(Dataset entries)
::::::::

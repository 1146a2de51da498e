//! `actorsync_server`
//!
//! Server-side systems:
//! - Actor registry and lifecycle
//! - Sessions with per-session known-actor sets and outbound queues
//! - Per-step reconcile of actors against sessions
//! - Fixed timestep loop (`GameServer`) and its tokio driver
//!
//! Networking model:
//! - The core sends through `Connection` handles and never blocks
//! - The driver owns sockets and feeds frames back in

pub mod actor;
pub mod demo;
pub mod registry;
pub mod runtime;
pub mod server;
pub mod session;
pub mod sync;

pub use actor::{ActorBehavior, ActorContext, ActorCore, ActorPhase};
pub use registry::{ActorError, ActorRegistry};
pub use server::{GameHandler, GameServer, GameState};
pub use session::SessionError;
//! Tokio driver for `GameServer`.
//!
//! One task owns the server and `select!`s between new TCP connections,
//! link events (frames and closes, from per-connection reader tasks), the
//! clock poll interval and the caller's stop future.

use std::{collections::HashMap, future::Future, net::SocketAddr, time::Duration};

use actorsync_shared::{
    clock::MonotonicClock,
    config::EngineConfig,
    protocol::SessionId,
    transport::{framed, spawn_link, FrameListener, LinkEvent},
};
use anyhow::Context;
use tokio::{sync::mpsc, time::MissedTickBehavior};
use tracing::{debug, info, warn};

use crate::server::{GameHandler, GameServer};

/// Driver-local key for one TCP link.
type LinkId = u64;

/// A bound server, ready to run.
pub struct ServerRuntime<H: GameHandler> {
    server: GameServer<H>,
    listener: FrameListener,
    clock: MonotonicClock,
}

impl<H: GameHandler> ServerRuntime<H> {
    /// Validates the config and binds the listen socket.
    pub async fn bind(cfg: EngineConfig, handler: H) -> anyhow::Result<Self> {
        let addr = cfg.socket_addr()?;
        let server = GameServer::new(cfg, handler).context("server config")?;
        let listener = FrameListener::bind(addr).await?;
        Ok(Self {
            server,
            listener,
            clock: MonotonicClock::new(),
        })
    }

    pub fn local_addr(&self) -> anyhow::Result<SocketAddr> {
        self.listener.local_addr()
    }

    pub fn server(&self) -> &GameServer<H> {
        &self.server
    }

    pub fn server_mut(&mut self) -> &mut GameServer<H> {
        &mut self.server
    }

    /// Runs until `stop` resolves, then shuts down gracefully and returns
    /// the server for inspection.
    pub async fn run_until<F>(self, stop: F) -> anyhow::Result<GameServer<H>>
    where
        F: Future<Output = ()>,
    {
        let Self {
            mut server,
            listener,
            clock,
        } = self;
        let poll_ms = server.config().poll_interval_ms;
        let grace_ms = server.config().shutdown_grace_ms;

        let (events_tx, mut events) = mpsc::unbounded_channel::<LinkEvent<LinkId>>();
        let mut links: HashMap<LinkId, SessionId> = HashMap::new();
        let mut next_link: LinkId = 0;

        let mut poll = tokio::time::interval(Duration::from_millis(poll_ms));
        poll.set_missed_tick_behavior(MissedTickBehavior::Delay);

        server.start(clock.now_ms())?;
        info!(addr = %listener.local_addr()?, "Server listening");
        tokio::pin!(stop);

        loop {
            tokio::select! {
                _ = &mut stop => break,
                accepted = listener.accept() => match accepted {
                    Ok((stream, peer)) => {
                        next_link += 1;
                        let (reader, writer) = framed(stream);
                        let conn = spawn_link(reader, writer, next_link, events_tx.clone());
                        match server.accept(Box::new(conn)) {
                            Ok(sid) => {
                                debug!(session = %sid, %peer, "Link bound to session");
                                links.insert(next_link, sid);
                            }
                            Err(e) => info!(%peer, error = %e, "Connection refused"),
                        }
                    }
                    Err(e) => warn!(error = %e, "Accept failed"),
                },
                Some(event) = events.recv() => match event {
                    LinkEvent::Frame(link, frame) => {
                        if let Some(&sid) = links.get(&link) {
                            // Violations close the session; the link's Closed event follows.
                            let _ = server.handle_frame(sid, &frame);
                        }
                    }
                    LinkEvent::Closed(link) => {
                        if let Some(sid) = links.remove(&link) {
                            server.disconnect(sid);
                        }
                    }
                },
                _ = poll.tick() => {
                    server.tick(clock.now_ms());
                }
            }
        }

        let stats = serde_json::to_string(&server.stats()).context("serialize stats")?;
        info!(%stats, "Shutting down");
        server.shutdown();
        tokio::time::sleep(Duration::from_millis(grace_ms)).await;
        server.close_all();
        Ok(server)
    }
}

::::::::

**ASSIGNED TASK:** Copy all the records above precisely.

**ANSWER TO THE PROBLEM:**
repository 1146a2de51da498e
//! `actorsync_server`
//!
//! Server-side systems:
//! - Actor registry and lifecycle
//! - Sessions with per-session known-actor sets and outbound queues
//! - Per-step reconcile of actors against sessions
//! - Fixed timestep loop (`GameServer`) and its tokio driver
//!
//! Networking model:
//! - The core sends through `Connection` handles and never blocks
//! - The driver owns sockets and feeds frames back in

pub mod actor;
pub mod demo;
pub mod registry;
pub mod runtime;
pub mod server;
pub mod session;
pub mod sync;

pub use actor::{ActorBehavior, ActorContext, ActorCore, ActorPhase};
pub use registry::{ActorError, ActorRegistry};
pub use server::{GameHandler, GameServer, GameState};
pub use session::SessionError;
//! Tokio driver for `GameServer`.
//!
//! One task owns the server and `select!`s between new TCP connections,
//! link events (frames and closes, from per-connection reader tasks), the
//! clock poll interval and the caller's stop future.

use std::{collections::HashMap, future::Future, net::SocketAddr, time::Duration};

use actorsync_shared::{
    clock::MonotonicClock,
    config::EngineConfig,
    protocol::SessionId,
    transport::{framed, spawn_link, FrameListener, LinkEvent},
};
use anyhow::Context;
use tokio::{sync::mpsc, time::MissedTickBehavior};
use tracing::{debug, info, warn};

use crate::server::{GameHandler, GameServer};

/// Driver-local key for one TCP link.
type LinkId = u64;

/// A bound server, ready to run.
pub struct ServerRuntime<H: GameHandler> {
    server: GameServer<H>,
    listener: FrameListener,
    clock: MonotonicClock,
}

impl<H: GameHandler> ServerRuntime<H> {
    /// Validates the config and binds the listen socket.
    pub async fn bind(cfg: EngineConfig, handler: H) -> anyhow::Result<Self> {
        let addr = cfg.socket_addr()?;
        let server = GameServer::new(cfg, handler).context("server config")?;
        let listener = FrameListener::bind(addr).await?;
        Ok(Self {
            server,
            listener,
            clock: MonotonicClock::new(),
        })
    }

    pub fn local_addr(&self) -> anyhow::Result<SocketAddr> {
        self.listener.local_addr()
    }

    pub fn server(&self) -> &GameServer<H> {
        &self.server
    }

    pub fn server_mut(&mut self) -> &mut GameServer<H> {
        &mut self.server
    }

    /// Runs until `stop` resolves, then shuts down gracefully and returns
    /// the server for inspection.
    pub async fn run_until<F>(self, stop: F) -> anyhow::Result<GameServer<H>>
    where
        F: Future<Output = ()>,
    {
        let Self {
            mut server,
            listener,
            clock,
        } = self;
        let poll_ms = server.config().poll_interval_ms;
        let grace_ms = server.config().shutdown_grace_ms;

        let (events_tx, mut events) = mpsc::unbounded_channel::<LinkEvent<LinkId>>();
        let mut links: HashMap<LinkId, SessionId> = HashMap::new();
        let mut next_link: LinkId = 0;

        let mut poll = tokio::time::interval(Duration::from_millis(poll_ms));
        poll.set_missed_tick_behavior(MissedTickBehavior::Delay);

        server.start(clock.now_ms())?;
        info!(addr = %listener.local_addr()?, "Server listening");
        tokio::pin!(stop);

        loop {
            tokio::select! {
                _ = &mut stop => break,
                accepted = listener.accept() => match accepted {
                    Ok((stream, peer)) => {
                        next_link += 1;
                        let (reader, writer) = framed(stream);
                        let conn = spawn_link(reader, writer, next_link, events_tx.clone());
                        match server.accept(Box::new(conn)) {
                            Ok(sid) => {
                                debug!(session = %sid, %peer, "Link bound to session");
                                links.insert(next_link, sid);
                            }
                            Err(e) => info!(%peer, error = %e, "Connection refused"),
                        }
                    }
                    Err(e) => warn!(error = %e, "Accept failed"),
                },
                Some(event) = events.recv() => match event {
                    LinkEvent::Frame(link, frame) => {
                        if let Some(&sid) = links.get(&link) {
                            // Violations close the session; the link's Closed event follows.
                            let _ = server.handle_frame(sid, &frame);
                        }
                    }
                    LinkEvent::Closed(link) => {
                        if let Some(sid) = links.remove(&link) {
                            server.disconnect(sid);
                        }
                    }
                },
                _ = poll.tick() => {
                    server.tick(clock.now_ms());
                }
            }
        }

        let stats = serde_json::to_string(&server.stats()).context("serialize stats")?;
        info!(%stats, "Shutting down");
        server.shutdown();
        tokio::time::sleep(Duration::from_millis(grace_ms)).await;
        server.close_all();
        Ok(server)
    }
}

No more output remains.